I imagine that astronomers were getting uncomfortable attending parties with all the irate parents demanding to know if their kids were going to have to memorize ten – excuse me, twelve – scratch that, thirteen planets. I envision a lot of awkward throat clearing and desperate attempts to change the subject.
It didn’t help that there wasn’t even a formal definition of the word planet. Much like Supreme Court Justice Potter Stewart, who knew obscenity when he saw it, some astronomers felt that they knew a planet when they saw it. Unfortunately this highly subjective means of identifying planets wasn’t exactly rigorous. It was time to make a decision.
That’s exactly what the IAU did during their conference in Prague in 2006. At long last, after years of debate, an official definition existed for the word planet.
The definition, which did almost nothing to quell the controversy, has three criteria. In order to be considered a planet, an object must:
- Orbit the Sun. Pluto passes this test, but so do all the other objects that were making things difficult to start with, so no help there.
- Be large enough to pull itself into a sphere by its own gravity. Remarkably, Pluto also passes this test. That means that Pluto’s demotion has absolutely nothing to do with its size! Do you hear that, funny-but-stupid meme in the middle?
- Clear its orbital neighborhood of debris. And here is where Pluto loses out – along with all the other bodies whose planetary status hinged on this very decision. Pluto orbits the Sun in a region called the Kuiper Belt, which is occupied by zillions…no, gigajillions of other bodies. The combined mass of these bodies is greater than the mass of Pluto itself, so you can’t really say that Pluto has cleared it’s neighborhood. In fact, Pluto starts to look a bit like a hoarder.
Now I don’t really have a problem if you’re disappointed in Pluto’s demotion. (Although come on, man…it’s been seven years. Time to move on.) I do have an issue with people who don’t understand the scientific reasoning that went into the decision. Just so we’re all clear:
- It’s not the size that counts, as long as a planet is large enough to be round. Pluto’s got the mass to pull it off.

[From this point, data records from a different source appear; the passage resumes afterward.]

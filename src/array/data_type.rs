//! Array data types.
//!
//! The data types of stored variables: booleans, fixed size integers and floating point numbers, and text.
//!
//! Text is stored one character per element ([`DataType::Char`]) along a trailing axis.
//! A [`FileArray`](crate::array::FileArray) collapses that axis into fixed width strings ([`DataType::FixedString`]) on read.

use derive_more::From;
use thiserror::Error;

/// A data type.
#[derive(Clone, Debug, PartialEq, Eq, Hash)]
#[non_exhaustive]
#[rustfmt::skip]
pub enum DataType {
    /// `bool` Boolean.
    Bool,
    /// `int8` Integer in `[-2^7, 2^7-1]`.
    Int8,
    /// `int16` Integer in `[-2^15, 2^15-1]`.
    Int16,
    /// `int32` Integer in `[-2^31, 2^31-1]`.
    Int32,
    /// `int64` Integer in `[-2^63, 2^63-1]`.
    Int64,
    /// `uint8` Integer in `[0, 2^8-1]`.
    UInt8,
    /// `uint16` Integer in `[0, 2^16-1]`.
    UInt16,
    /// `uint32` Integer in `[0, 2^32-1]`.
    UInt32,
    /// `uint64` Integer in `[0, 2^64-1]`.
    UInt64,
    /// `float32` IEEE 754 single-precision floating point: sign bit, 8 bits exponent, 23 bits mantissa.
    Float32,
    /// `float64` IEEE 754 double-precision floating point: sign bit, 11 bits exponent, 52 bits mantissa.
    Float64,
    /// `char` A single byte of text.
    Char,
    /// `S*` Fixed width text, NUL padded, of the given size in bytes.
    FixedString(usize),
}

/// An unsupported data type error.
#[derive(Debug, Error, From)]
#[error("unsupported data type {_0}")]
pub struct UnsupportedDataTypeError(String);

impl DataType {
    /// Returns the identifier.
    #[must_use]
    pub const fn identifier(&self) -> &'static str {
        match self {
            Self::Bool => "bool",
            Self::Int8 => "int8",
            Self::Int16 => "int16",
            Self::Int32 => "int32",
            Self::Int64 => "int64",
            Self::UInt8 => "uint8",
            Self::UInt16 => "uint16",
            Self::UInt32 => "uint32",
            Self::UInt64 => "uint64",
            Self::Float32 => "float32",
            Self::Float64 => "float64",
            Self::Char => "char",
            Self::FixedString(_) => "S*",
        }
    }

    /// Returns the name.
    #[must_use]
    pub fn name(&self) -> String {
        match self {
            Self::FixedString(size) => format!("S{size}"),
            _ => self.identifier().to_string(),
        }
    }

    /// Returns the size in bytes of an element of this data type.
    #[must_use]
    pub const fn size(&self) -> usize {
        match self {
            Self::Bool | Self::Int8 | Self::UInt8 | Self::Char => 1,
            Self::Int16 | Self::UInt16 => 2,
            Self::Int32 | Self::UInt32 | Self::Float32 => 4,
            Self::Int64 | Self::UInt64 | Self::Float64 => 8,
            Self::FixedString(size) => *size,
        }
    }

    /// Returns true if the data type holds text.
    #[must_use]
    pub const fn is_text(&self) -> bool {
        matches!(self, Self::Char | Self::FixedString(_))
    }

    /// Create a data type from its name.
    ///
    /// # Errors
    /// Returns [`UnsupportedDataTypeError`] if the name is not a known data type.
    pub fn from_name(name: &str) -> Result<Self, UnsupportedDataTypeError> {
        match name {
            "bool" => Ok(Self::Bool),
            "int8" => Ok(Self::Int8),
            "int16" => Ok(Self::Int16),
            "int32" => Ok(Self::Int32),
            "int64" => Ok(Self::Int64),
            "uint8" => Ok(Self::UInt8),
            "uint16" => Ok(Self::UInt16),
            "uint32" => Ok(Self::UInt32),
            "uint64" => Ok(Self::UInt64),
            "float32" => Ok(Self::Float32),
            "float64" => Ok(Self::Float64),
            "char" => Ok(Self::Char),
            _ => name
                .strip_prefix('S')
                .and_then(|size| size.parse::<usize>().ok())
                .filter(|size| *size > 0)
                .map(Self::FixedString)
                .ok_or_else(|| UnsupportedDataTypeError(name.to_string())),
        }
    }
}

impl core::fmt::Display for DataType {
    fn fmt(&self, f: &mut core::fmt::Formatter<'_>) -> core::fmt::Result {
        write!(f, "{}", self.name())
    }
}
use std::{
    fs::File,
    path::{Path, PathBuf},
};

use ndarray_npy::NpzReader;
use parking_lot::Mutex;

use crate::array::{DataType, MaskedArray};

use super::{Dataset, StorageError, VariableId};

/// A `NumPy` `.npz` file.
///
/// Each `.npy` array of the archive is a variable, named without its `.npy` suffix.
/// The numeric id of a variable is its position in the archive.
///
/// Text is stored as `u8` with a trailing character axis.
/// Reads are serialised, as the underlying zip archive is not safe for concurrent reads.
pub struct NpzDataset {
    path: PathBuf,
    variables: Vec<(String, String)>,
    reader: Mutex<NpzReader<File>>,
}

impl core::fmt::Debug for NpzDataset {
    fn fmt(&self, f: &mut core::fmt::Formatter<'_>) -> core::fmt::Result {
        f.debug_struct("NpzDataset")
            .field("path", &self.path)
            .field("variables", &self.variable_names())
            .finish_non_exhaustive()
    }
}

impl NpzDataset {
    /// Open the `.npz` file at `path`.
    ///
    /// # Errors
    /// Returns a [`StorageError`] if the file does not exist or is not a valid `.npz` file.
    pub fn open<P: AsRef<Path>>(path: P) -> Result<Self, StorageError> {
        let path = path.as_ref().to_path_buf();
        let mut reader = NpzReader::new(File::open(&path)?)?;
        let variables = reader
            .names()?
            .into_iter()
            .map(|name| {
                let variable = name.strip_suffix(".npy").unwrap_or(&name).to_string();
                (variable, name)
            })
            .collect();
        Ok(Self {
            path,
            variables,
            reader: Mutex::new(reader),
        })
    }
}

macro_rules! read_npz_variable {
    ($reader:expr, $name:expr, $index:expr, $t:ty, $data_type:expr) => {{
        let array: ndarray::ArrayD<$t> = match $name {
            Some(name) => $reader.by_name(name)?,
            None => $reader.by_index($index)?,
        };
        let shape = array.shape().iter().map(|&size| size as u64).collect();
        let elements: Vec<$t> = array.iter().copied().collect();
        MaskedArray::new_with_elements($data_type, shape, &elements)
            .map_err(|err| StorageError::Other(err.to_string()))?
    }};
}

impl Dataset for NpzDataset {
    fn path(&self) -> &Path {
        &self.path
    }

    fn variable_names(&self) -> Vec<String> {
        self.variables
            .iter()
            .map(|(variable, _)| variable.clone())
            .collect()
    }

    fn read_variable(
        &self,
        variable: &VariableId,
        data_type: &DataType,
    ) -> Result<Option<MaskedArray>, StorageError> {
        let (name, index) = match variable {
            VariableId::Name(name) => {
                match self.variables.iter().position(|(variable, _)| variable == name) {
                    Some(index) => (Some(self.variables[index].1.as_str()), index),
                    None => return Ok(None),
                }
            }
            VariableId::Id(id) if *id < self.variables.len() => (None, *id),
            VariableId::Id(_) => return Ok(None),
        };
        tracing::trace!("read {variable} ({data_type}) from {}", self.path.display());

        let mut reader = self.reader.lock();
        let array = match data_type {
            DataType::Bool => read_npz_variable!(reader, name, index, bool, DataType::Bool),
            DataType::Int8 => read_npz_variable!(reader, name, index, i8, DataType::Int8),
            DataType::Int16 => read_npz_variable!(reader, name, index, i16, DataType::Int16),
            DataType::Int32 => read_npz_variable!(reader, name, index, i32, DataType::Int32),
            DataType::Int64 => read_npz_variable!(reader, name, index, i64, DataType::Int64),
            DataType::UInt8 => read_npz_variable!(reader, name, index, u8, DataType::UInt8),
            DataType::UInt16 => read_npz_variable!(reader, name, index, u16, DataType::UInt16),
            DataType::UInt32 => read_npz_variable!(reader, name, index, u32, DataType::UInt32),
            DataType::UInt64 => read_npz_variable!(reader, name, index, u64, DataType::UInt64),
            DataType::Float32 => read_npz_variable!(reader, name, index, f32, DataType::Float32),
            DataType::Float64 => read_npz_variable!(reader, name, index, f64, DataType::Float64),
            DataType::Char | DataType::FixedString(_) => {
                read_npz_variable!(reader, name, index, u8, DataType::Char)
            }
        };
        Ok(Some(array))
    }
}

#[cfg(test)]
mod tests {
    use ndarray_npy::NpzWriter;

    use super::*;

    #[test]
    fn npz_dataset() -> Result<(), Box<dyn std::error::Error>> {
        let dir = tempfile::tempdir()?;
        let path = dir.path().join("dataset.npz");
        let mut npz = NpzWriter::new(File::create(&path)?);
        npz.add_array("lat", &ndarray::array![-10.0f64, 0.0, 10.0])?;
        npz.add_array("count", &ndarray::array![[1i32, 2], [3, 4]])?;
        npz.finish()?;

        let dataset = NpzDataset::open(&path)?;
        assert_eq!(dataset.path(), path);
        assert_eq!(dataset.variable_names(), vec!["lat", "count"]);

        let lat = dataset
            .read_variable(&VariableId::from("lat"), &DataType::Float64)?
            .unwrap();
        assert_eq!(lat.shape(), &[3]);
        assert_eq!(lat.elements::<f64>()?, vec![Some(-10.0), Some(0.0), Some(10.0)]);

        let count = dataset
            .read_variable(&VariableId::Id(1), &DataType::Int32)?
            .unwrap();
        assert_eq!(count.shape(), &[2, 2]);
        assert_eq!(count.elements::<i32>()?, vec![Some(1), Some(2), Some(3), Some(4)]);

        assert!(dataset
            .read_variable(&VariableId::from("lon"), &DataType::Float64)?
            .is_none());
        assert!(dataset
            .read_variable(&VariableId::Id(2), &DataType::Float64)?
            .is_none());
        assert!(dataset
            .read_variable(&VariableId::from("lat"), &DataType::Int32)
            .is_err());
        Ok(())
    }

    #[test]
    fn npz_dataset_unavailable() {
        assert!(NpzDataset::open("/nonexistent/dataset.npz").is_err());
    }
}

- There are lots of objects besides planets that orbit the Sun. Yes, planets consume the vast majority of the non-Sun mass in the Solar System, but when you consider numbers alone, they are a tiny minority. Pluto is in good company.
- The IAU’s definition of planet says nothing about moons. If it did, then Mercury and Venus would be excluded from planetary status.
For my part, I like Pluto. I can’t wait to see the detailed photos that return from the New Horizons probe when it zips past the Pluto system. But I’m not going to worry too much about what we call the object in the pictures. You shouldn’t either.